Cambridge, Mass.-based market research firm Forrester surveyed 117 e-tailers and found them bracing for slow sales over the next 12 months. More than half, 54 percent, expect overall retail growth to slow, and 57 percent admit the recession's hurting their bottom line.

But while 30 percent are cutting spending this year, including pulling back on hiring, 46 percent have no plans to cut back. Almost one in four, 24 percent, plan to increase spending, investing in strategies such as boosting their search rankings (80 percent), e-mail marketing (65 percent), and social marketing (60 percent).

This ambitious group is making a grab for a bigger piece of the market, Forrester analyst Sucharita Mulpuru explains. "This spells trouble for their weaker competitors."

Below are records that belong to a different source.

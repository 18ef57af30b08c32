use std::fmt;

use serde::{Deserialize, Serialize};

/// One headword as returned by the dictionary API.
#[derive(Debug, Clone, PartialEq, Serialize, Deserialize)]
#[serde(rename_all = "camelCase")]
pub struct Entry {
    pub word: String,
    #[serde(default)]
    pub phonetic: Option<String>,
    #[serde(default)]
    pub phonetics: Vec<Phonetic>,
    #[serde(default)]
    pub origin: Option<String>,
    #[serde(default)]
    pub meanings: Vec<Meaning>,
    #[serde(default)]
    pub source_urls: Vec<String>,
    #[serde(default)]
    pub license: Option<License>,
}

#[derive(Debug, Clone, PartialEq, Serialize, Deserialize)]
#[serde(rename_all = "camelCase")]
pub struct Phonetic {
    #[serde(default)]
    pub text: Option<String>,
    #[serde(default)]
    pub audio: Option<String>,
    #[serde(default)]
    pub source_url: Option<String>,
    #[serde(default)]
    pub license: Option<License>,
}

#[derive(Debug, Clone, PartialEq, Serialize, Deserialize)]
pub struct License {
    pub name: String,
    pub url: String,
}

#[derive(Debug, Clone, PartialEq, Serialize, Deserialize)]
#[serde(rename_all = "camelCase")]
pub struct Meaning {
    pub part_of_speech: PartOfSpeech,
    #[serde(default)]
    pub definitions: Vec<Definition>,
    #[serde(default)]
    pub synonyms: Vec<String>,
    #[serde(default)]
    pub antonyms: Vec<String>,
}

/// Grammatical category of a meaning. Tags the API adds later end up in
/// `Other` instead of failing the whole response.
#[derive(Debug, Clone, PartialEq, Eq, Serialize, Deserialize)]
#[serde(from = "String", into = "String")]
pub enum PartOfSpeech {
    Noun,
    Pronoun,
    Verb,
    Adjective,
    Adverb,
    Preposition,
    Conjunction,
    Interjection,
    Other(String),
}

impl PartOfSpeech {
    pub fn as_str(&self) -> &str {
        match self {
            PartOfSpeech::Noun => "noun",
            PartOfSpeech::Pronoun => "pronoun",
            PartOfSpeech::Verb => "verb",
            PartOfSpeech::Adjective => "adjective",
            PartOfSpeech::Adverb => "adverb",
            PartOfSpeech::Preposition => "preposition",
            PartOfSpeech::Conjunction => "conjunction",
            PartOfSpeech::Interjection => "interjection",
            PartOfSpeech::Other(tag) => tag,
        }
    }
}

impl From<String> for PartOfSpeech {
    fn from(tag: String) -> Self {
        match &tag[..] {
            "noun" => PartOfSpeech::Noun,
            "pronoun" => PartOfSpeech::Pronoun,
            "verb" => PartOfSpeech::Verb,
            "adjective" => PartOfSpeech::Adjective,
            "adverb" => PartOfSpeech::Adverb,
            "preposition" => PartOfSpeech::Preposition,
            "conjunction" => PartOfSpeech::Conjunction,
            "interjection" => PartOfSpeech::Interjection,
            _ => PartOfSpeech::Other(tag),
        }
    }
}

impl From<PartOfSpeech> for String {
    fn from(part_of_speech: PartOfSpeech) -> Self {
        match part_of_speech {
            PartOfSpeech::Other(tag) => tag,
            known => known.as_str().to_owned(),
        }
    }
}

impl fmt::Display for PartOfSpeech {
    fn fmt(&self, f: &mut fmt::Formatter<'_>) -> fmt::Result {
        f.write_str(self.as_str())
    }
}

#[derive(Debug, Clone, PartialEq, Serialize, Deserialize)]
pub struct Definition {
    pub definition: String,
    #[serde(default)]
    pub example: Option<String>,
    #[serde(default)]
    pub synonyms: Vec<String>,
    #[serde(default)]
    pub antonyms: Vec<String>,
}
use std::io::{self, Write};

/// Prints the prompt and reads one line. `None` once stdin is closed.
pub fn input(prompt: &str) -> io::Result<Option<String>> {
    let mut line = String::new();
    print!("{prompt}");
    io::stdout().flush()?;
    if io::stdin().read_line(&mut line)? == 0 {
        return Ok(None);
    }
    Ok(Some(line.trim_end_matches(['\r', '\n']).to_owned()))
}

pub fn is_exit_command(line: &str) -> bool {
    matches!(line.trim(), ":q" | ":quit" | ":exit")
}
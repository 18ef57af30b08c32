use std::io::{self, Write};

use dictionary::Entry;

use crate::state::{LookupState, Session};
use crate::view::EntryView;

pub fn banner(out: &mut impl Write) -> io::Result<()> {
    writeln!(out, "Lexicon")?;
    writeln!(out, "Type a word and press enter, :q to leave.")
}

pub fn footer(out: &mut impl Write) -> io::Result<()> {
    writeln!(out, "Powered by Free Dictionary API")
}

pub fn render_session(out: &mut impl Write, session: &Session) -> io::Result<()> {
    match &session.phase {
        LookupState::Idle => Ok(()),
        LookupState::Loading => writeln!(out, "Searching..."),
        LookupState::Failure(message) => writeln!(out, "{message}"),
        LookupState::Success(entries) => {
            for (index, entry) in entries.iter().enumerate() {
                if index != 0 {
                    writeln!(out, "----------------------------------------")?;
                }
                render_entry(out, entry)?;
            }
            Ok(())
        }
    }
}

pub fn render_entry(out: &mut impl Write, entry: &Entry) -> io::Result<()> {
    let view = EntryView::new(entry);
    writeln!(out, "{}", view.word)?;
    for phonetic in &view.phonetics {
        match phonetic.audio {
            Some(audio) => writeln!(out, "  {}  ({audio})", phonetic.text)?,
            None => writeln!(out, "  {}", phonetic.text)?,
        }
    }
    for meaning in &view.meanings {
        writeln!(out, "    {}:", meaning.part_of_speech)?;
        for (number, definition) in &meaning.definitions {
            writeln!(out, "        {number}. {}", definition.definition)?;
            if let Some(example) = &definition.example {
                writeln!(out, "          \"{example}\"")?;
            }
            if !definition.synonyms.is_empty() {
                writeln!(out, "          Similar: {}", definition.synonyms.join(", "))?;
            }
            if !definition.antonyms.is_empty() {
                writeln!(out, "          Opposite: {}", definition.antonyms.join(", "))?;
            }
        }
        if !meaning.synonyms.is_empty() {
            writeln!(out, "      Synonyms: {}", meaning.synonyms.join(", "))?;
        }
        if !meaning.antonyms.is_empty() {
            writeln!(out, "      Antonyms: {}", meaning.antonyms.join(", "))?;
        }
    }
    if let Some(source) = view.source {
        writeln!(out, "Source: {source}")?;
    }
    if let Some(license) = view.license {
        writeln!(out, "License: {} ({})", license.name, license.url)?;
    }
    Ok(())
}

#[cfg(test)]
mod tests {
    use super::*;
    use crate::state::NOT_FOUND_MESSAGE;

    fn rendered(session: &Session) -> String {
        let mut out = Vec::new();
        render_session(&mut out, session).unwrap();
        String::from_utf8(out).unwrap()
    }

    fn success(json: &str) -> Session {
        Session {
            query: String::new(),
            phase: LookupState::Success(serde_json::from_str(json).unwrap()),
        }
    }

    #[test]
    fn idle_renders_nothing() {
        assert_eq!(rendered(&Session::default()), "");
    }

    #[test]
    fn loading_and_failure() {
        let mut session = Session {
            query: "zzzzz".to_owned(),
            phase: LookupState::Loading,
        };
        assert_eq!(rendered(&session), "Searching...\n");
        session.phase = LookupState::Failure(NOT_FOUND_MESSAGE.to_owned());
        assert_eq!(rendered(&session), "Word not found. Please try another word.\n");
    }

    #[test]
    fn full_entry() {
        let session = success(
            r#"[{
                "word": "cat",
                "phonetics": [
                    {"text": "/kæt/", "audio": "https://example.com/cat-us.mp3"},
                    {"text": "/kæt/", "audio": "https://example.com/cat-uk.mp3"},
                    {"text": "/kat/", "audio": ""}
                ],
                "meanings": [{
                    "partOfSpeech": "noun",
                    "definitions": [
                        {"definition": "A small domesticated carnivorous mammal.", "example": "The cat sat on the mat.", "synonyms": ["feline"]},
                        {"definition": "A person.", "antonyms": ["dog"]}
                    ],
                    "synonyms": ["kitty"],
                    "antonyms": ["mouse"]
                }],
                "license": {"name": "CC BY-SA 3.0", "url": "https://creativecommons.org/licenses/by-sa/3.0"},
                "sourceUrls": ["https://en.wiktionary.org/wiki/cat"]
            }]"#,
        );
        let expected = "\
cat
  /kæt/  (https://example.com/cat-us.mp3)
  /kat/
    noun:
        1. A small domesticated carnivorous mammal.
          \"The cat sat on the mat.\"
          Similar: feline
        2. A person.
          Opposite: dog
      Synonyms: kitty
      Antonyms: mouse
Source: https://en.wiktionary.org/wiki/cat
License: CC BY-SA 3.0 (https://creativecommons.org/licenses/by-sa/3.0)
";
        assert_eq!(rendered(&session), expected);
    }

    #[test]
    fn absent_fields_render_nothing() {
        let session = success(r#"[{"word": "hello"}, {"word": "hallo"}]"#);
        assert_eq!(
            rendered(&session),
            "hello\n----------------------------------------\nhallo\n"
        );
    }

    #[test]
    fn empty_success_renders_nothing() {
        assert_eq!(rendered(&success("[]")), "");
    }
}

"Small unbranded companies are going to have a tough time staying in business," she says. "The powerhouses will get stronger because they will grab market share and they have the coffers to fund aggressive promotions."

Companies are also honing their customer retention strategies. A large majority of respondents—88 percent—say e-mail marketing will be a high priority for the year. But instead of sending mass promotions, 71 percent will send e-mails segmented according to consumer preferences or purchase history.

"Before, customer retention was just about batch blasting e-mails, but now it's a bit more deliberate—it's about segmenting the best customers and sending them relevant offers," Mulpuru says.